La Fontana dei Quattro Canali è uno dei simboli storici più affascinanti di Buccheri, elegante testimonianza dell’antica tradizione artistica e artigianale del borgo siciliano. Situata nel cuore del centro storico, questa monumentale fontana in pietra lavica racconta oltre quattro secoli di storia, diventando nel tempo uno dei luoghi più rappresentativi della comunità locale.
Realizzata nel XVI secolo interamente in pietra lavica, la fontana colpisce per la sua imponenza e per la raffinatezza delle decorazioni. L’opera venne costruita dal maestro scultore buccherese conosciuto come “Mastro Zocco”, che lasciò la propria firma sull’edificio, ancora oggi visibile, quasi a voler tramandare nei secoli l’orgoglio del proprio lavoro. La fontana fu inaugurata nel 1585 e da allora continua a svolgere la sua funzione originaria, alimentando il borgo con le sue acque sorgive.
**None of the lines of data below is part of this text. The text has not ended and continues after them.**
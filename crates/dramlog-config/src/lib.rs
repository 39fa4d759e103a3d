pub mod config;
pub mod paths;

pub use config::Config;
pub use paths::PathManager;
L’elemento più caratteristico della struttura sono i quattro mascheroni scolpiti nella pietra lavica, dai quali sgorga l’acqua creando un suggestivo gioco di suoni e riflessi. Questi dettagli decorativi rappresentano uno splendido esempio dell’abilità degli scalpellini siciliani dell’epoca, capaci di trasformare la dura pietra vulcanica in opere di grande eleganza.
Nel corso dei secoli la Fontana dei Quattro Canali è diventata un autentico punto di riferimento per la vita quotidiana di Buccheri. Attorno ad essa si sono intrecciate storie, incontri e tradizioni popolari, rendendola non soltanto una struttura funzionale, ma anche un simbolo identitario del borgo.
Oggi la fontana è riconosciuta tra i monumenti storici più importanti del paese e rappresenta una delle principali attrazioni per chi visita Buccheri e i monti Iblei. La sua presenza, immutata nel tempo, continua a raccontare la memoria storica del borgo e il profondo legame tra arte, acqua e vita comunitaria nella Sicilia interna.